**RECORDS SHOWN**:

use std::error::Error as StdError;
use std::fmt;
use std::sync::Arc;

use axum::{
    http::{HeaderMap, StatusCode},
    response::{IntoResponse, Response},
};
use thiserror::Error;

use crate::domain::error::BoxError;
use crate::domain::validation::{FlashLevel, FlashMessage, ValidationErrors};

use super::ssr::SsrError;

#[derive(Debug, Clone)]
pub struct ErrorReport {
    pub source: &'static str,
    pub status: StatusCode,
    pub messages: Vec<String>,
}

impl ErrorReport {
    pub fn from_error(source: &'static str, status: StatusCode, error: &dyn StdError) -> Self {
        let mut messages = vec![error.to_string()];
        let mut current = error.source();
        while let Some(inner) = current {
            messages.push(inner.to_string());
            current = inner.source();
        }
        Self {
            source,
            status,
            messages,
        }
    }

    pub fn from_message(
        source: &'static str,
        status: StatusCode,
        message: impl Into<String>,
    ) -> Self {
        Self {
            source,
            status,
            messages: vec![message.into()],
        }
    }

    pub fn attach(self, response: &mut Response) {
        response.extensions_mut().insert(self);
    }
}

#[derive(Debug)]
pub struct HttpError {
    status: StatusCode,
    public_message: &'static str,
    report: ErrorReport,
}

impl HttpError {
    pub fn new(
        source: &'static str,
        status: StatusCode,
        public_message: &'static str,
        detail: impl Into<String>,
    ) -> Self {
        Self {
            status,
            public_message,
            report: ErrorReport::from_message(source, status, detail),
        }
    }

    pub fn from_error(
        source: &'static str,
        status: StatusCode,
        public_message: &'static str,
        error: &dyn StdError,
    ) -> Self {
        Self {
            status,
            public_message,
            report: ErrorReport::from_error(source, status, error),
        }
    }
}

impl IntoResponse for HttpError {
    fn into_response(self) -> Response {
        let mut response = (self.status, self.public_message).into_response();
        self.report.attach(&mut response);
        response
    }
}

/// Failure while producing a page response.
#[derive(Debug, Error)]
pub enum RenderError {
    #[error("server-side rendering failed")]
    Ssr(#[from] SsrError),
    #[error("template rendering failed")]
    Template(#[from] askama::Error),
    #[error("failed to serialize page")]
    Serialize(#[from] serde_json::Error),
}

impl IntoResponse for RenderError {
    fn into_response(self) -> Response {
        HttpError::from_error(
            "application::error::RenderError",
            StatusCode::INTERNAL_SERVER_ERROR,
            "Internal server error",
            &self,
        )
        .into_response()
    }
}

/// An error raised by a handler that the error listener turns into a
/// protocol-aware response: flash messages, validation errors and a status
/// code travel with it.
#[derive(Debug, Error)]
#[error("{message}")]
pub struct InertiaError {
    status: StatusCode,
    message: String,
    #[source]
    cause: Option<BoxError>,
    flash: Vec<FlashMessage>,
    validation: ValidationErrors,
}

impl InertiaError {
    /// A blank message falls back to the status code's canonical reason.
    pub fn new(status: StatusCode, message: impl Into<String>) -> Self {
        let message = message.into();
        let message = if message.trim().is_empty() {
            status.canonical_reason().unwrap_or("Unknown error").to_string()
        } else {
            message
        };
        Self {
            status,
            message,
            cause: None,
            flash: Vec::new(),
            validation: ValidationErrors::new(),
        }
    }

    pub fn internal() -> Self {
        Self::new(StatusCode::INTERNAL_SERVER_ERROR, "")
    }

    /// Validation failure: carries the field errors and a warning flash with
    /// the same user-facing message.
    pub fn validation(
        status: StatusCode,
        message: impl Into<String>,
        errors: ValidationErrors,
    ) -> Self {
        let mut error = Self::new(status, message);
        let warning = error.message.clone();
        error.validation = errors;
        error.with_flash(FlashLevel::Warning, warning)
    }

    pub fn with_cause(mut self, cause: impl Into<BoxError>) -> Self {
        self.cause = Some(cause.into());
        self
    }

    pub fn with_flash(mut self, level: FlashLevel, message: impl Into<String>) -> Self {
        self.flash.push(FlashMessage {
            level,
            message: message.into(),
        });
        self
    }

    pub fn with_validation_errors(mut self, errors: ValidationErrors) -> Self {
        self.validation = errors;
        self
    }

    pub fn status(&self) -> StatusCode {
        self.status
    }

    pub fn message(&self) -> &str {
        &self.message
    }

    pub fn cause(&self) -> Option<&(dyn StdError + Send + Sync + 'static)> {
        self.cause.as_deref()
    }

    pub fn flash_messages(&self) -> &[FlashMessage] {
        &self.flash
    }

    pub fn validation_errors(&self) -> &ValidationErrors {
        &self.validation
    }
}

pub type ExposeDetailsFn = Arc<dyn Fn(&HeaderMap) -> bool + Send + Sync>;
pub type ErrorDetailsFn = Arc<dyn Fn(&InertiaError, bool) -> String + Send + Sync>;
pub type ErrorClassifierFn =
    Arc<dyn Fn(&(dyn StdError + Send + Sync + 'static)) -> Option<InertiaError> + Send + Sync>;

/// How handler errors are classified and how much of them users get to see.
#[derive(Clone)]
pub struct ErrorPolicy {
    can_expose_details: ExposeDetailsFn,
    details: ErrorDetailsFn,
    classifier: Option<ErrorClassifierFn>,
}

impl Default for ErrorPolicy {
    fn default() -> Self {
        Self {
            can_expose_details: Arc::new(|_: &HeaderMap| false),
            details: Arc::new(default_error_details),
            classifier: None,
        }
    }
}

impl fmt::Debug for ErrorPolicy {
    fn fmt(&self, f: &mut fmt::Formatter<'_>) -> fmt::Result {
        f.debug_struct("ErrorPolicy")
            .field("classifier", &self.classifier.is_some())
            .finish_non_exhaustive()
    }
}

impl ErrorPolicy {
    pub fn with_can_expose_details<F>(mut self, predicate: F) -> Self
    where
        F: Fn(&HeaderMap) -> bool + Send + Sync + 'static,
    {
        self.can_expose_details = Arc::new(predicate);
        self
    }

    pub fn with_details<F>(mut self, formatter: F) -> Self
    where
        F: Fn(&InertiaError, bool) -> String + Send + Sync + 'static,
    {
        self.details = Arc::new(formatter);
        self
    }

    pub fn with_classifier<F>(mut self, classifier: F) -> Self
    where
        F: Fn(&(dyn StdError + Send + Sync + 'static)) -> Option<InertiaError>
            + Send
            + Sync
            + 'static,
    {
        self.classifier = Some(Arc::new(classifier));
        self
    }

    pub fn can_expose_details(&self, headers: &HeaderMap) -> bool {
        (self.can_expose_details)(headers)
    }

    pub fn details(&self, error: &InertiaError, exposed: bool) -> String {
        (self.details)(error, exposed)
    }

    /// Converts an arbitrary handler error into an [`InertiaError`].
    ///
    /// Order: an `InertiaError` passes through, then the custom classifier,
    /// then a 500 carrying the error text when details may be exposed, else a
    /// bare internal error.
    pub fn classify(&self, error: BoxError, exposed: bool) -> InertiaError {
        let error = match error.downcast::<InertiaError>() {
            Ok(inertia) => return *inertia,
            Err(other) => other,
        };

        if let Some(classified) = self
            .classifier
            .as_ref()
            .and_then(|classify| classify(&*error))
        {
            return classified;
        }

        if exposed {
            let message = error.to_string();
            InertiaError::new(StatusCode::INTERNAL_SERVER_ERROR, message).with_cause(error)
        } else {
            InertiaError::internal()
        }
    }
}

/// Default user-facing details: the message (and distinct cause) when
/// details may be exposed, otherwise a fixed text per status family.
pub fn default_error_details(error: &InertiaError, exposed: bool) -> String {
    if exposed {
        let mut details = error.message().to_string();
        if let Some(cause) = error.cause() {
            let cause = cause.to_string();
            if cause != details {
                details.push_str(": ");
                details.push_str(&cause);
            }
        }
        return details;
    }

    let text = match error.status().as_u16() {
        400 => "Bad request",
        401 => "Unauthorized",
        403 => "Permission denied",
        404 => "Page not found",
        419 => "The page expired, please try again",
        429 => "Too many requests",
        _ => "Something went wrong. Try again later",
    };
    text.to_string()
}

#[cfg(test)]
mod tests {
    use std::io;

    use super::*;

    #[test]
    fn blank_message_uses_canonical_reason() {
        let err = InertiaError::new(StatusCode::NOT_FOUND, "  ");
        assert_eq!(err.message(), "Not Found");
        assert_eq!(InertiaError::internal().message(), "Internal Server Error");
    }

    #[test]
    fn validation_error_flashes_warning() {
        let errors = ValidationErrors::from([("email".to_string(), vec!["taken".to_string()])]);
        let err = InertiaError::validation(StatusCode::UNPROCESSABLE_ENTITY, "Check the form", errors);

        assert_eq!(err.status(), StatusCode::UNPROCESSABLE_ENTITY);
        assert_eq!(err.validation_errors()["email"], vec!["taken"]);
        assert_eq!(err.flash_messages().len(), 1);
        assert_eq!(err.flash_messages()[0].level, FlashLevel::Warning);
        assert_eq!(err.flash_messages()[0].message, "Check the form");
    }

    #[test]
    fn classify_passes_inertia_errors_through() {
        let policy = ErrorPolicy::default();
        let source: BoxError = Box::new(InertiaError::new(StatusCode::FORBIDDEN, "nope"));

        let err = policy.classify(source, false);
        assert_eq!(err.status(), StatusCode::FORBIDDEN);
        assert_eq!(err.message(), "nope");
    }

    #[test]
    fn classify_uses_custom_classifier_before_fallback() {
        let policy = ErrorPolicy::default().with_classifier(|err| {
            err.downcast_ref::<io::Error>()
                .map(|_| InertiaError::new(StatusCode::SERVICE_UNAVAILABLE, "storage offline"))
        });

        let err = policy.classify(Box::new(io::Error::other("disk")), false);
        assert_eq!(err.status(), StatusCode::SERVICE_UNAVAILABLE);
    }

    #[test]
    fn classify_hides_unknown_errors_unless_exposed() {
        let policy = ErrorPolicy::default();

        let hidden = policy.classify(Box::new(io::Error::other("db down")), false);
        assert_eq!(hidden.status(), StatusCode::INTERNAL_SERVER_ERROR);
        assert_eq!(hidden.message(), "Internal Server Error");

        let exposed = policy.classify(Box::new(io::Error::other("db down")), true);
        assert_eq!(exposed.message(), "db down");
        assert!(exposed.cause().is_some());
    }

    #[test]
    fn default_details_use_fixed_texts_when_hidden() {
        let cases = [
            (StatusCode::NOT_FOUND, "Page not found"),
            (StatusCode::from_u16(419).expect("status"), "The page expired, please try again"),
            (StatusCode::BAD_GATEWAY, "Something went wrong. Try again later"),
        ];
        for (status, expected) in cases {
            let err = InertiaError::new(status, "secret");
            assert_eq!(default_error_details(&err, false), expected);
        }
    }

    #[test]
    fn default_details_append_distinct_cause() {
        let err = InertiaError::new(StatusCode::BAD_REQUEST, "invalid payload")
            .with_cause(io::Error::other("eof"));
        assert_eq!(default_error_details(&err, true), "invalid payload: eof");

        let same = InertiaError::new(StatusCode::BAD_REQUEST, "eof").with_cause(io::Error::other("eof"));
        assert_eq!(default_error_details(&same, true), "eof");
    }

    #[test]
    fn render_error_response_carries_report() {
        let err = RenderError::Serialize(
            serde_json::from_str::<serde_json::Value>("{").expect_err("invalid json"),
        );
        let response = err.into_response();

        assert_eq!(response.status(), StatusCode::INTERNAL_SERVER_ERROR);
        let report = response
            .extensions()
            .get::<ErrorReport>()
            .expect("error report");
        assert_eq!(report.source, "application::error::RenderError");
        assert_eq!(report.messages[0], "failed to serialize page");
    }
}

**EXERCISE DIRECTIONS**:
Copy whichever lines in the listing above hold "ErrorDetailsFn".

**WRITTEN SOLUTION**:
pub type ErrorDetailsFn = Arc<dyn Fn(&InertiaError, bool) -> String + Send + Sync>;
    details: ErrorDetailsFn,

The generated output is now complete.